Illustration by Edpuzzle Staff
Parent-teacher conferences can be pretty intimidating for families. They’re sometimes walking into a situation where they don’t know their child’s teacher very well or aren’t up-to-date on what their child is learning in class.
Teachers can also dread this time of year. They might plan a detailed overview of a student’s progress for the short time they have to conference, only to be met with unexpected questions and not have the right information handy to answer them.
So, how can both families and teachers go into conferences feeling confident and prepared? With a little homework of course!
If you’ve flipped your classroom (or your back-to-school night), you know how practical it is to have students learn new content at home, in order to come to class ready to dive deeper into a subject.
With flipped conferences, the idea is the same. Providing families with resources before a parent-teacher conference is a great way to have authentic conversations and establish collaboration between families and teachers.
We’ll walk you through the steps for flipping your parent-teacher conferences to engage your students’ families and guardians and to maintain good relationships throughout the year.
Step 1: Decide what goes in the video
A flipped conference shouldn’t replace the in-person experience. The face-to-face conversation between families and teachers (and sometimes students!) is a crucial way to build trust and understanding.
A flipped conference should provide families with the right information so that they can prepare questions for teachers with plenty of time.
While many teachers already do this through letters or blog posts, video can take flipping to a whole new level by making things more personal. Families are way more likely to watch a video if they can see and hear you explain the content directly to them.
With video, teachers also have the freedom to record their computer screen and use documents or slides as visual aids while they talk.

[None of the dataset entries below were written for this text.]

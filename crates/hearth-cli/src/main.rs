//! Hearth CLI - drive the hearth session core from a terminal.
//!
//! Commands mirror what the app screens do: restore the session, log in,
//! sign up, log out, fetch an endpoint and show the profile.

use std::io::{self, Write};
use std::sync::Arc;

use anyhow::{bail, Context, Result};
use tracing::info;
use tracing_appender::non_blocking::WorkerGuard;
use tracing_subscriber::{fmt, prelude::*, EnvFilter};

use hearth_core::auth::{redirect_for, route_segments};
use hearth_core::{
    ApiClient, Config, FetchPhase, KeyringStore, ProfileLoader, Resource, SessionManager,
};

/// Directory for a daily-rolling log file, in addition to stderr
const ENV_LOG_DIR: &str = "HEARTH_LOG_DIR";

const USAGE: &str = "\
Usage: hearth <command> [args]

Commands:
  status                   Show the restored session
  login [email]            Log in (prompts for the password)
  signup <email>           Create an account (prompts for the password)
  logout                   Log out and forget stored tokens
  fetch <endpoint> [--public]
                           GET an endpoint; --public skips the auth check
  profile                  Show the signed-in user's profile";

/// Initialize the tracing subscriber for logging
fn init_tracing() -> Option<WorkerGuard> {
    // Use RUST_LOG env var to control log level (e.g., RUST_LOG=debug)
    let filter = EnvFilter::try_from_default_env().unwrap_or_else(|_| EnvFilter::new("warn"));

    let (file_layer, guard) = match std::env::var(ENV_LOG_DIR) {
        Ok(dir) if !dir.trim().is_empty() => {
            let appender = tracing_appender::rolling::daily(dir, "hearth.log");
            let (writer, guard) = tracing_appender::non_blocking(appender);
            (Some(fmt::layer().with_ansi(false).with_writer(writer)), Some(guard))
        }
        _ => (None, None),
    };

    tracing_subscriber::registry()
        .with(fmt::layer().with_writer(io::stderr))
        .with(file_layer)
        .with(filter)
        .init();

    guard
}

fn prompt(label: &str) -> Result<String> {
    print!("{}", label);
    io::stdout().flush()?;
    let mut line = String::new();
    io::stdin().read_line(&mut line)?;
    Ok(line.trim().to_string())
}

struct Cli {
    config: Config,
    api: Arc<ApiClient>,
    store: Arc<KeyringStore>,
    session: SessionManager,
}

impl Cli {
    async fn new() -> Result<Self> {
        let config = Config::load()?;
        let api = Arc::new(ApiClient::from_config(&config).context("Failed to create API client")?);
        let store = Arc::new(KeyringStore::new(&config.keyring_service()));
        let session = SessionManager::new(api.clone(), store.clone());
        session.bootstrap().await;
        Ok(Self {
            config,
            api,
            store,
            session,
        })
    }
}

async fn status(ctx: &Cli) -> Result<()> {
    let snapshot = ctx.session.snapshot();
    match &snapshot.user {
        Some(user) => {
            println!("Signed in as {} (id {}, {:?})", user.email, user.id, user.source);
            if let Some(exp) = user.expires_at {
                let state = if user.is_expired() {
                    "expired"
                } else if user.needs_refresh() {
                    "expiring soon"
                } else {
                    "valid"
                };
                println!("Access token {} ({})", state, exp.to_rfc3339());
            }
        }
        None => println!("Not signed in"),
    }

    // Where the app would land from its start screen
    let start = route_segments("/(tabs)/home");
    if let Some(redirect) = redirect_for(&snapshot, start.as_slice()) {
        println!("Route: {}", redirect.route());
    }
    Ok(())
}

async fn login(ctx: &mut Cli, email: Option<&str>) -> Result<()> {
    let email = match email.map(str::to_string).or_else(|| ctx.config.last_email.clone()) {
        Some(email) => email,
        None => prompt("Email: ")?,
    };
    let password = rpassword::prompt_password("Password: ")?;

    if !ctx.session.login(&email, &password).await {
        bail!("Login failed");
    }

    ctx.config.last_email = Some(email.clone());
    if let Err(e) = ctx.config.save() {
        tracing::warn!(error = %e, "Failed to save config");
    }
    println!("Signed in as {}", email);
    Ok(())
}

async fn signup(ctx: &Cli, email: &str) -> Result<()> {
    let password = rpassword::prompt_password("Password: ")?;
    let confirm = rpassword::prompt_password("Confirm password: ")?;
    if password != confirm {
        bail!("Passwords do not match");
    }

    if !ctx.session.signup(email, &password).await {
        bail!("Signup failed");
    }
    println!("Account created. Run `hearth login {}` to sign in.", email);
    Ok(())
}

async fn fetch(ctx: &Cli, endpoint: &str, public: bool) -> Result<()> {
    let resource: Resource = Resource::new(
        endpoint,
        !public,
        ctx.api.clone(),
        ctx.store.clone(),
        ctx.session.subscribe(),
    );
    info!(endpoint = %resource.endpoint(), protected = resource.require_auth(), "Fetching");
    resource.fetch().await;

    let state = resource.state();
    match state.phase() {
        FetchPhase::Success => {
            let body = state.data.unwrap_or_default();
            println!("{}", serde_json::to_string_pretty(&body)?);
            Ok(())
        }
        _ => bail!(state
            .error
            .unwrap_or_else(|| format!("No data from {}", resource.endpoint()))),
    }
}

async fn profile(ctx: &Cli) -> Result<()> {
    let loader = ProfileLoader::new(ctx.api.clone(), ctx.store.clone(), ctx.session.subscribe());
    loader.load().await;

    let state = loader.state();
    if let Some(error) = state.error {
        bail!(error);
    }
    match state.data {
        Some(profile) => {
            println!("{}", profile.display_name());
            println!("  id:       {}", profile.id);
            println!("  email:    {}", profile.email);
            if let Some(username) = &profile.username {
                println!("  username: {}", username);
            }
            if let Some(created) = &profile.created_at {
                println!("  created:  {}", created);
            }
        }
        None => println!("Not signed in"),
    }
    Ok(())
}

#[tokio::main]
async fn main() -> Result<()> {
    // Load .env file if present (silently ignore if not found)
    let _ = dotenvy::dotenv();

    let _log_guard = init_tracing();

    let args: Vec<String> = std::env::args().skip(1).collect();
    let Some(command) = args.first() else {
        eprintln!("{}", USAGE);
        return Ok(());
    };

    let mut ctx = Cli::new().await?;
    info!(command = %command, api = %ctx.api.base_url(), "Hearth CLI starting");

    match command.as_str() {
        "status" => status(&ctx).await,
        "login" => login(&mut ctx, args.get(1).map(String::as_str)).await,
        "signup" => match args.get(1) {
            Some(email) => signup(&ctx, email).await,
            None => bail!("signup needs an email\n\n{}", USAGE),
        },
        "logout" => {
            ctx.session.logout().await;
            println!("Signed out");
            Ok(())
        }
        "fetch" => match args.get(1) {
            Some(endpoint) => fetch(&ctx, endpoint, args.iter().any(|a| a == "--public")).await,
            None => bail!("fetch needs an endpoint\n\n{}", USAGE),
        },
        "profile" => profile(&ctx).await,
        other => bail!("Unknown command: {}\n\n{}", other, USAGE),
    }
}
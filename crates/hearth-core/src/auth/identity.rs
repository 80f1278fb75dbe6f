//! Identity of the signed-in user, derived from access token claims.

use base64::engine::general_purpose::URL_SAFE_NO_PAD;
use base64::Engine;
use chrono::{DateTime, Duration, TimeZone, Utc};
use serde::{Deserialize, Serialize};
use tracing::warn;

/// Refresh is advisable this long before the token's `exp`.
const TOKEN_REFRESH_BUFFER_MINUTES: i64 = 5;

/// Where a [`User`]'s identity came from.
#[derive(Debug, Clone, Copy, PartialEq, Eq, Serialize, Deserialize)]
#[cfg_attr(feature = "ts", derive(ts_rs::TS), ts(export))]
#[serde(rename_all = "camelCase")]
pub enum IdentitySource {
    /// Decoded from the access token's claims.
    TokenClaims,
    /// The token carried no readable claims; the fields are whatever the
    /// client knew locally and have not been verified.
    Unverified,
}

#[derive(Debug, Clone, PartialEq, Eq, Serialize, Deserialize)]
#[cfg_attr(feature = "ts", derive(ts_rs::TS), ts(export))]
#[serde(rename_all = "camelCase")]
pub struct User {
    pub id: String,
    pub email: String,
    pub source: IdentitySource,
    pub expires_at: Option<DateTime<Utc>>,
}

impl User {
    pub fn is_expired(&self) -> bool {
        self.expires_at.map(|exp| Utc::now() > exp).unwrap_or(false)
    }

    /// Check if the access token will expire soon and should be refreshed
    pub fn needs_refresh(&self) -> bool {
        self.expires_at
            .map(|exp| Utc::now() > exp - Duration::minutes(TOKEN_REFRESH_BUFFER_MINUTES))
            .unwrap_or(false)
    }
}

#[derive(Debug, Deserialize)]
struct Claims {
    sub: Option<serde_json::Value>,
    email: Option<String>,
    exp: Option<i64>,
}

/// Decode the payload segment of a JWT. Signatures are not checked: the
/// backend is the authority, this only recovers who the token names.
fn decode_claims(token: &str) -> Option<Claims> {
    let mut parts = token.split('.');
    let (_header, payload, _sig) = (parts.next()?, parts.next()?, parts.next()?);
    if parts.next().is_some() {
        return None;
    }
    let bytes = URL_SAFE_NO_PAD.decode(payload.trim_end_matches('=')).ok()?;
    serde_json::from_slice(&bytes).ok()
}

fn subject(value: &serde_json::Value) -> Option<String> {
    match value {
        serde_json::Value::String(s) if !s.is_empty() => Some(s.clone()),
        serde_json::Value::Number(n) => Some(n.to_string()),
        _ => None,
    }
}

/// Build the session identity for `access_token`.
///
/// `known_email` is the address the user typed at login, if any. It is only
/// used when the token does not name an email itself.
pub fn identity_from_token(access_token: &str, known_email: Option<&str>) -> User {
    let claims = decode_claims(access_token);
    let expires_at = claims
        .as_ref()
        .and_then(|c| c.exp)
        .and_then(|exp| Utc.timestamp_opt(exp, 0).single());

    let id = claims.as_ref().and_then(|c| c.sub.as_ref()).and_then(subject);

    match id {
        Some(id) => {
            let email = claims
                .and_then(|c| c.email)
                .or_else(|| known_email.map(str::to_string))
                .unwrap_or_default();
            User {
                id,
                email,
                source: IdentitySource::TokenClaims,
                expires_at,
            }
        }
        None => {
            warn!("Access token has no readable subject claim; identity is unverified");
            User {
                id: String::new(),
                email: known_email.unwrap_or_default().to_string(),
                source: IdentitySource::Unverified,
                expires_at,
            }
        }
    }
}

#[cfg(test)]
pub(crate) fn make_jwt(payload: &serde_json::Value) -> String {
    let header = URL_SAFE_NO_PAD.encode(br#"{"alg":"HS256","typ":"JWT"}"#);
    let body = URL_SAFE_NO_PAD.encode(payload.to_string());
    format!("{}.{}.signature", header, body)
}

#[cfg(test)]
mod tests {
    use super::*;
    use serde_json::json;

    #[test]
    fn test_identity_from_claims() {
        let token = make_jwt(&json!({"sub": "u-42", "email": "ada@example.com", "exp": 4102444800i64}));
        let user = identity_from_token(&token, Some("typed@example.com"));
        assert_eq!(user.id, "u-42");
        assert_eq!(user.email, "ada@example.com");
        assert_eq!(user.source, IdentitySource::TokenClaims);
        assert!(!user.is_expired());
        assert!(!user.needs_refresh());
    }

    #[test]
    fn test_numeric_subject_and_email_fallback() {
        let token = make_jwt(&json!({"sub": 7}));
        let user = identity_from_token(&token, Some("typed@example.com"));
        assert_eq!(user.id, "7");
        assert_eq!(user.email, "typed@example.com");
        assert_eq!(user.expires_at, None);
    }

    #[test]
    fn test_opaque_token_is_unverified() {
        let user = identity_from_token("not-a-jwt", Some("typed@example.com"));
        assert_eq!(user.source, IdentitySource::Unverified);
        assert_eq!(user.email, "typed@example.com");
        assert!(user.id.is_empty());

        let user = identity_from_token("a.b.c.d", None);
        assert_eq!(user.source, IdentitySource::Unverified);
        assert!(user.email.is_empty());
    }

    #[test]
    fn test_expired_token() {
        let token = make_jwt(&json!({"sub": "u", "exp": 1_000_000i64}));
        let user = identity_from_token(&token, None);
        assert!(user.is_expired());
        assert!(user.needs_refresh());
    }
}
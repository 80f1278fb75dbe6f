//! REST API client module for the hearth backend.
//!
//! This module provides the `ApiClient` for talking to the backend and the
//! `Backend` trait the rest of the core is written against.
//!
//! Authenticated requests carry a JWT bearer token obtained from
//! `POST /auth/login`. Refreshing that token on a 401 is the backend
//! collaborator's concern and is not done here.

pub mod backend;
pub mod client;
pub mod error;

pub use backend::{bearer, Backend, Credentials, TokenResponse};
pub use client::ApiClient;
pub use error::ApiError;
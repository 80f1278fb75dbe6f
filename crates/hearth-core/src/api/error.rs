use thiserror::Error;

#[derive(Error, Debug)]
pub enum ApiError {
    #[error("Access denied: {0}")]
    AccessDenied(String),

    #[error("Unauthorized - token may be expired")]
    Unauthorized(Option<String>),

    #[error("Resource not found: {0}")]
    NotFound(String),

    #[error("Rate limited - please wait before retrying")]
    RateLimited,

    #[error("Server error: {0}")]
    ServerError(String),

    #[error("Network error: {0}")]
    NetworkError(#[from] reqwest::Error),

    #[error("Invalid response: {0}")]
    InvalidResponse(String),

    #[error("Request failed with status {status}: {body}")]
    Rejected { status: u16, body: String },
}

/// Maximum length for error response bodies in error messages
const MAX_ERROR_BODY_LENGTH: usize = 500;

impl ApiError {
    /// Truncate a response body to avoid logging excessive data
    fn truncate_body(body: &str) -> String {
        if body.len() <= MAX_ERROR_BODY_LENGTH {
            body.to_string()
        } else {
            let mut end = MAX_ERROR_BODY_LENGTH;
            while !body.is_char_boundary(end) {
                end -= 1;
            }
            format!("{}... (truncated, {} total bytes)", &body[..end], body.len())
        }
    }

    pub fn from_status(status: u16, body: &str) -> Self {
        let truncated = Self::truncate_body(body);
        match status {
            401 => ApiError::Unauthorized(Some(truncated).filter(|b| !b.is_empty())),
            403 => ApiError::AccessDenied(truncated),
            404 => ApiError::NotFound(truncated),
            429 => ApiError::RateLimited,
            500..=599 => ApiError::ServerError(truncated),
            _ => ApiError::Rejected {
                status,
                body: truncated,
            },
        }
    }

    /// The raw response body carried by this error, if the server sent one.
    fn body(&self) -> Option<&str> {
        match self {
            ApiError::AccessDenied(body)
            | ApiError::NotFound(body)
            | ApiError::ServerError(body)
            | ApiError::Rejected { body, .. } => Some(body),
            ApiError::Unauthorized(body) => body.as_deref(),
            _ => None,
        }
    }

    /// Human-readable `message` field from a JSON error body, if present.
    pub fn server_message(&self) -> Option<String> {
        let body = self.body()?;
        let value: serde_json::Value = serde_json::from_str(body).ok()?;
        value
            .get("message")
            .and_then(|m| m.as_str())
            .filter(|m| !m.trim().is_empty())
            .map(str::to_string)
    }

    /// Message to show a user: the server's own message when it sent one,
    /// otherwise the transport-level description.
    pub fn display_message(&self) -> String {
        self.server_message().unwrap_or_else(|| self.to_string())
    }
}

When deciding what to discuss in your video, think about what general topics you can address in an online format so your conference time is devoted primarily to talking about the student.
Start by giving families an overview of the projects for that quarter and the expectations you have for your students. You can even include helpful information like what extra credit assignments you’re currently offering students to help them catch up.
We also recommend you go over teacher jargon that a parent might not be familiar with like “rubric” or any testing acronyms. They might seem obvious to you but just like students, parents come in with a variety of experience with the education system.
If your conferences include your students, create a video that reviews the questions they’ll be asked and give concrete examples of how they can answer them.
This will not only make students feel less anxious about the meeting, but also give them more ownership of the discussion (it’s all about them after all!).
Step 2: Create your videos
You don’t have to have the directing skills or budget of Ava DuVernay to produce a great video. Screencasting tools make it easy and economical.
Tools like Screencastify let you record anything that is happening on your screen and turn it into a video. If you're looking to create a more dynamic video by using a digital whiteboard, check out Explain Everything.
Both tools have free versions and, here’s the best part, they both let you upload your video directly into Edpuzzle!
Use Edpuzzle to make the video extra engaging by embedding notes to clarify something you’ve said or direct parents to extra resources.
Most importantly, make sure to add some open-ended questions so families can communicate any questions to you.
Use Edpuzzle’s analytics to see what families have seen the video and if they’ve left you questions, so that you can have your answers prepared when the day of the conference comes.
If you think families need extra support for the meeting, send them a video like this one:
It goes over simple tips and best practices to ensure that families are not just prepared for conferences, but also motivated and empowered to attend.
Step 3: Send your homework
What’s the easiest way to share your video with families? Create an Open Class in Edpuzzle.
With an Open Class, you don’t have to worry about families creating an account and logging in to the platform. Because anyone can join with a class code, it’s perfect for flipping your parent-teacher conferences.
We recommend you assign the video alongside whatever conference-scheduling tool you’re using. Just make sure to give families enough time to watch the videos and that’s it!
Families will appreciate the opportunity to take in the information at their own pace. Also, who doesn’t love getting to watch a video as homework?
Step 4: Enjoy your conferences!
Once the day of a student’s conference arrives, you’ll find that your prep time has been cut in half and you're actually excited to have your conference!
All you need to do is go back to the video you've assigned, read the families’ questions, find the relevant data, and be prepared to answer the question.
Flipping the conference makes it possible to accomplish the goals of the meeting without making anyone feel powerless, and that’s a win for families, teachers, and ultimately, students.